- AIM OF THE EXERCISE -
What you should output is the data below, unchanged in every character.

■ ■ ■ ■

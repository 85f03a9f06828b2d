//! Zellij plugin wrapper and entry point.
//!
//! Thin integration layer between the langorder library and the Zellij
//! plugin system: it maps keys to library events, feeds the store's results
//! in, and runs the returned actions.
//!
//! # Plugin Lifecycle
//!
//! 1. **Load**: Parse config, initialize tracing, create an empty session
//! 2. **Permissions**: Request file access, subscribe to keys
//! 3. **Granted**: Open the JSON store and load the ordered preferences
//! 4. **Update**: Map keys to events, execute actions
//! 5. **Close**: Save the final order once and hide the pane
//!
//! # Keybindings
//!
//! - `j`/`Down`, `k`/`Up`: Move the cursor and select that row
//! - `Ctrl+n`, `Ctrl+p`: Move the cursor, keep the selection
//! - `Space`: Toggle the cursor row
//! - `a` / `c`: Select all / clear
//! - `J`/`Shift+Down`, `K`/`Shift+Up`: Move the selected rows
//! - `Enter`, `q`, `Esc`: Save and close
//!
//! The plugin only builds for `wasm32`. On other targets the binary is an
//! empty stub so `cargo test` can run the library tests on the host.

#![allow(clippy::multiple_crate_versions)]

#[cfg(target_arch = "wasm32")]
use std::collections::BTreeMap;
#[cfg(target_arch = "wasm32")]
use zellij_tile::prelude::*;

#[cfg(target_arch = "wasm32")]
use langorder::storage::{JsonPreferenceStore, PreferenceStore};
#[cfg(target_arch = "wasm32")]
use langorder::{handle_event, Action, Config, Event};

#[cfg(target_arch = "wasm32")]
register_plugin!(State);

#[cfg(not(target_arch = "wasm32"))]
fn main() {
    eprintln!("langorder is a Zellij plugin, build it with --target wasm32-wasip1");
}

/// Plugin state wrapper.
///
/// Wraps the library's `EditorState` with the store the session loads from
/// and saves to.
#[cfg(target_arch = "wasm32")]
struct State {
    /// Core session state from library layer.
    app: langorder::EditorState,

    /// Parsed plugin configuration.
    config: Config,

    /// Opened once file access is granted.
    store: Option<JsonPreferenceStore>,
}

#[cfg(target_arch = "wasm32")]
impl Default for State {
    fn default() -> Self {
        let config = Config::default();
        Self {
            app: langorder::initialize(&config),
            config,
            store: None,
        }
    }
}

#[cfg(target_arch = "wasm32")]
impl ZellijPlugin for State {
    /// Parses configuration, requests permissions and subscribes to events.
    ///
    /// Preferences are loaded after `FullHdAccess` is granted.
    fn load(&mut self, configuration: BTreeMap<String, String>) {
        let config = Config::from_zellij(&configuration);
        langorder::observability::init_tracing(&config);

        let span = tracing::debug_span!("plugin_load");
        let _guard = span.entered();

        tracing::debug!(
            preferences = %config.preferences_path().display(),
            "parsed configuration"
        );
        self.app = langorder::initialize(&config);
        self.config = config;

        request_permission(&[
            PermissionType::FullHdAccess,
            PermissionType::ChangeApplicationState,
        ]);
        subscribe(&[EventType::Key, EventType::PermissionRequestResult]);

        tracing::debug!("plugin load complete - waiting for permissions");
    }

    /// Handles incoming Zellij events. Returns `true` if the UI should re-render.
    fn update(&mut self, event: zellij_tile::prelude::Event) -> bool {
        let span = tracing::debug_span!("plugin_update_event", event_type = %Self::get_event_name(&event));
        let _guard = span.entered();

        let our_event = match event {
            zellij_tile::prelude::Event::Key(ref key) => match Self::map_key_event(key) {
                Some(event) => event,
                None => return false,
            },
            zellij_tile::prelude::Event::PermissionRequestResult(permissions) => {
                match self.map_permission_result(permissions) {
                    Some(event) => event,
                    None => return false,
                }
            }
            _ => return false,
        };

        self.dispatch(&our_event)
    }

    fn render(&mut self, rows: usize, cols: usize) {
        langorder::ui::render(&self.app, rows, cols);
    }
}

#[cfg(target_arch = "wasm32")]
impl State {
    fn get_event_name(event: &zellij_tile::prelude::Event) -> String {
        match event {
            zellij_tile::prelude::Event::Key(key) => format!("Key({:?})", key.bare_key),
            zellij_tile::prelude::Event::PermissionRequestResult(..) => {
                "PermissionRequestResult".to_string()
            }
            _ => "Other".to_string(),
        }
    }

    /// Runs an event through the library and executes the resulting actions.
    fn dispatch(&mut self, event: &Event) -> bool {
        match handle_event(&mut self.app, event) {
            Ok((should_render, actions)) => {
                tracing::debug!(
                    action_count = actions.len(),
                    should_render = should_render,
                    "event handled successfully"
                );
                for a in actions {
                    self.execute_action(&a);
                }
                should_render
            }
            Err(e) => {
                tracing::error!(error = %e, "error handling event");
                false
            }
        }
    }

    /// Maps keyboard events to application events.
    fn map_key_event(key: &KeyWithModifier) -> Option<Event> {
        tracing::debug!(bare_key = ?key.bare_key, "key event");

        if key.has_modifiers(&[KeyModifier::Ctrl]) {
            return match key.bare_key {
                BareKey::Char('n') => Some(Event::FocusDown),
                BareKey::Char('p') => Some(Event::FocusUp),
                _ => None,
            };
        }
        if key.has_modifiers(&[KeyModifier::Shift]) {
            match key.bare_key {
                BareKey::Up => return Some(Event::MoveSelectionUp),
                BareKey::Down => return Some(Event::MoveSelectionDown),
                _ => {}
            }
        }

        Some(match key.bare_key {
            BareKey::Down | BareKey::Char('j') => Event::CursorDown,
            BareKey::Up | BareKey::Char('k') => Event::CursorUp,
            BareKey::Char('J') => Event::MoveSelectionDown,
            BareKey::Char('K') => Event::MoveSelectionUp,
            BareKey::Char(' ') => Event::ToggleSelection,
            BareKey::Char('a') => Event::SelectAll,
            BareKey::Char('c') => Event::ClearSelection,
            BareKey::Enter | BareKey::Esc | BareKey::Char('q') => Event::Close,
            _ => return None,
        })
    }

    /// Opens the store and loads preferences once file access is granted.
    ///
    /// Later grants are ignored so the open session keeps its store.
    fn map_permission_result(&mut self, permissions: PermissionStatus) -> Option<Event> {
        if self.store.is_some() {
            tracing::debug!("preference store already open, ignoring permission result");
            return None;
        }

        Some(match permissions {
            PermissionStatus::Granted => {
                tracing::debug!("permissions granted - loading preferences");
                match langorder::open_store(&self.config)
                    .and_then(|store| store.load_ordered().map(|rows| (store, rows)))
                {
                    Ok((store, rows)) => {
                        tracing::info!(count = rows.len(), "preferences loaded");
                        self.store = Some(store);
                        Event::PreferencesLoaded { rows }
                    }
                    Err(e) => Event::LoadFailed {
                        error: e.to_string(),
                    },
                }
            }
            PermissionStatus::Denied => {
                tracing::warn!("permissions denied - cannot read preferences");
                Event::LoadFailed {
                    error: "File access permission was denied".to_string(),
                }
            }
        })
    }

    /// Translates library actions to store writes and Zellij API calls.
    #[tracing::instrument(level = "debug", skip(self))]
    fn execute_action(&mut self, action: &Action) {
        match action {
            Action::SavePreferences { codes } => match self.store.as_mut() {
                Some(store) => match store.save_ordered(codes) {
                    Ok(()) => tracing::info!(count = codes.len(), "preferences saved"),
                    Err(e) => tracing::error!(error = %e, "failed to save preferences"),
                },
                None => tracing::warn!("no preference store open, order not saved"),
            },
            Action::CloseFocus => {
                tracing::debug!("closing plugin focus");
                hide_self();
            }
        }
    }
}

■ ■ ■ ■

- PROBLEM SOLUTION -
repository 85f03a9f06828b2d
//! Zellij plugin wrapper and entry point.
//!
//! Thin integration layer between the langorder library and the Zellij
//! plugin system: it maps keys to library events, feeds the store's results
//! in, and runs the returned actions.
//!
//! # Plugin Lifecycle
//!
//! 1. **Load**: Parse config, initialize tracing, create an empty session
//! 2. **Permissions**: Request file access, subscribe to keys
//! 3. **Granted**: Open the JSON store and load the ordered preferences
//! 4. **Update**: Map keys to events, execute actions
//! 5. **Close**: Save the final order once and hide the pane
//!
//! # Keybindings
//!
//! - `j`/`Down`, `k`/`Up`: Move the cursor and select that row
//! - `Ctrl+n`, `Ctrl+p`: Move the cursor, keep the selection
//! - `Space`: Toggle the cursor row
//! - `a` / `c`: Select all / clear
//! - `J`/`Shift+Down`, `K`/`Shift+Up`: Move the selected rows
//! - `Enter`, `q`, `Esc`: Save and close
//!
//! The plugin only builds for `wasm32`. On other targets the binary is an
//! empty stub so `cargo test` can run the library tests on the host.

#![allow(clippy::multiple_crate_versions)]

#[cfg(target_arch = "wasm32")]
use std::collections::BTreeMap;
#[cfg(target_arch = "wasm32")]
use zellij_tile::prelude::*;

#[cfg(target_arch = "wasm32")]
use langorder::storage::{JsonPreferenceStore, PreferenceStore};
#[cfg(target_arch = "wasm32")]
use langorder::{handle_event, Action, Config, Event};

#[cfg(target_arch = "wasm32")]
register_plugin!(State);

#[cfg(not(target_arch = "wasm32"))]
fn main() {
    eprintln!("langorder is a Zellij plugin, build it with --target wasm32-wasip1");
}

/// Plugin state wrapper.
///
/// Wraps the library's `EditorState` with the store the session loads from
/// and saves to.
#[cfg(target_arch = "wasm32")]
struct State {
    /// Core session state from library layer.
    app: langorder::EditorState,

    /// Parsed plugin configuration.
    config: Config,

    /// Opened once file access is granted.
    store: Option<JsonPreferenceStore>,
}

#[cfg(target_arch = "wasm32")]
impl Default for State {
    fn default() -> Self {
        let config = Config::default();
        Self {
            app: langorder::initialize(&config),
            config,
            store: None,
        }
    }
}

#[cfg(target_arch = "wasm32")]
impl ZellijPlugin for State {
    /// Parses configuration, requests permissions and subscribes to events.
    ///
    /// Preferences are loaded after `FullHdAccess` is granted.
    fn load(&mut self, configuration: BTreeMap<String, String>) {
        let config = Config::from_zellij(&configuration);
        langorder::observability::init_tracing(&config);

        let span = tracing::debug_span!("plugin_load");
        let _guard = span.entered();

        tracing::debug!(
            preferences = %config.preferences_path().display(),
            "parsed configuration"
        );
        self.app = langorder::initialize(&config);
        self.config = config;

        request_permission(&[
            PermissionType::FullHdAccess,
            PermissionType::ChangeApplicationState,
        ]);
        subscribe(&[EventType::Key, EventType::PermissionRequestResult]);

        tracing::debug!("plugin load complete - waiting for permissions");
    }

    /// Handles incoming Zellij events. Returns `true` if the UI should re-render.
    fn update(&mut self, event: zellij_tile::prelude::Event) -> bool {
        let span = tracing::debug_span!("plugin_update_event", event_type = %Self::get_event_name(&event));
        let _guard = span.entered();

        let our_event = match event {
            zellij_tile::prelude::Event::Key(ref key) => match Self::map_key_event(key) {
                Some(event) => event,
                None => return false,
            },
            zellij_tile::prelude::Event::PermissionRequestResult(permissions) => {
                match self.map_permission_result(permissions) {
                    Some(event) => event,
                    None => return false,
                }
            }
            _ => return false,
        };

        self.dispatch(&our_event)
    }

    fn render(&mut self, rows: usize, cols: usize) {
        langorder::ui::render(&self.app, rows, cols);
    }
}

#[cfg(target_arch = "wasm32")]
impl State {
    fn get_event_name(event: &zellij_tile::prelude::Event) -> String {
        match event {
            zellij_tile::prelude::Event::Key(key) => format!("Key({:?})", key.bare_key),
            zellij_tile::prelude::Event::PermissionRequestResult(..) => {
                "PermissionRequestResult".to_string()
            }
            _ => "Other".to_string(),
        }
    }

    /// Runs an event through the library and executes the resulting actions.
    fn dispatch(&mut self, event: &Event) -> bool {
        match handle_event(&mut self.app, event) {
            Ok((should_render, actions)) => {
                tracing::debug!(
                    action_count = actions.len(),
                    should_render = should_render,
                    "event handled successfully"
                );
                for a in actions {
                    self.execute_action(&a);
                }
                should_render
            }
            Err(e) => {
                tracing::error!(error = %e, "error handling event");
                false
            }
        }
    }

    /// Maps keyboard events to application events.
    fn map_key_event(key: &KeyWithModifier) -> Option<Event> {
        tracing::debug!(bare_key = ?key.bare_key, "key event");

        if key.has_modifiers(&[KeyModifier::Ctrl]) {
            return match key.bare_key {
                BareKey::Char('n') => Some(Event::FocusDown),
                BareKey::Char('p') => Some(Event::FocusUp),
                _ => None,
            };
        }
        if key.has_modifiers(&[KeyModifier::Shift]) {
            match key.bare_key {
                BareKey::Up => return Some(Event::MoveSelectionUp),
                BareKey::Down => return Some(Event::MoveSelectionDown),
                _ => {}
            }
        }

        Some(match key.bare_key {
            BareKey::Down | BareKey::Char('j') => Event::CursorDown,
            BareKey::Up | BareKey::Char('k') => Event::CursorUp,
            BareKey::Char('J') => Event::MoveSelectionDown,
            BareKey::Char('K') => Event::MoveSelectionUp,
            BareKey::Char(' ') => Event::ToggleSelection,
            BareKey::Char('a') => Event::SelectAll,
            BareKey::Char('c') => Event::ClearSelection,
            BareKey::Enter | BareKey::Esc | BareKey::Char('q') => Event::Close,
            _ => return None,
        })
    }

    /// Opens the store and loads preferences once file access is granted.
    ///
    /// Later grants are ignored so the open session keeps its store.
    fn map_permission_result(&mut self, permissions: PermissionStatus) -> Option<Event> {
        if self.store.is_some() {
            tracing::debug!("preference store already open, ignoring permission result");
            return None;
        }

        Some(match permissions {
            PermissionStatus::Granted => {
                tracing::debug!("permissions granted - loading preferences");
                match langorder::open_store(&self.config)
                    .and_then(|store| store.load_ordered().map(|rows| (store, rows)))
                {
                    Ok((store, rows)) => {
                        tracing::info!(count = rows.len(), "preferences loaded");
                        self.store = Some(store);
                        Event::PreferencesLoaded { rows }
                    }
                    Err(e) => Event::LoadFailed {
                        error: e.to_string(),
                    },
                }
            }
            PermissionStatus::Denied => {
                tracing::warn!("permissions denied - cannot read preferences");
                Event::LoadFailed {
                    error: "File access permission was denied".to_string(),
                }
            }
        })
    }

    /// Translates library actions to store writes and Zellij API calls.
    #[tracing::instrument(level = "debug", skip(self))]
    fn execute_action(&mut self, action: &Action) {
        match action {
            Action::SavePreferences { codes } => match self.store.as_mut() {
                Some(store) => match store.save_ordered(codes) {
                    Ok(()) => tracing::info!(count = codes.len(), "preferences saved"),
                    Err(e) => tracing::error!(error = %e, "failed to save preferences"),
                },
                None => tracing::warn!("no preference store open, order not saved"),
            },
            Action::CloseFocus => {
                tracing::debug!("closing plugin focus");
                hide_self();
            }
        }
    }
}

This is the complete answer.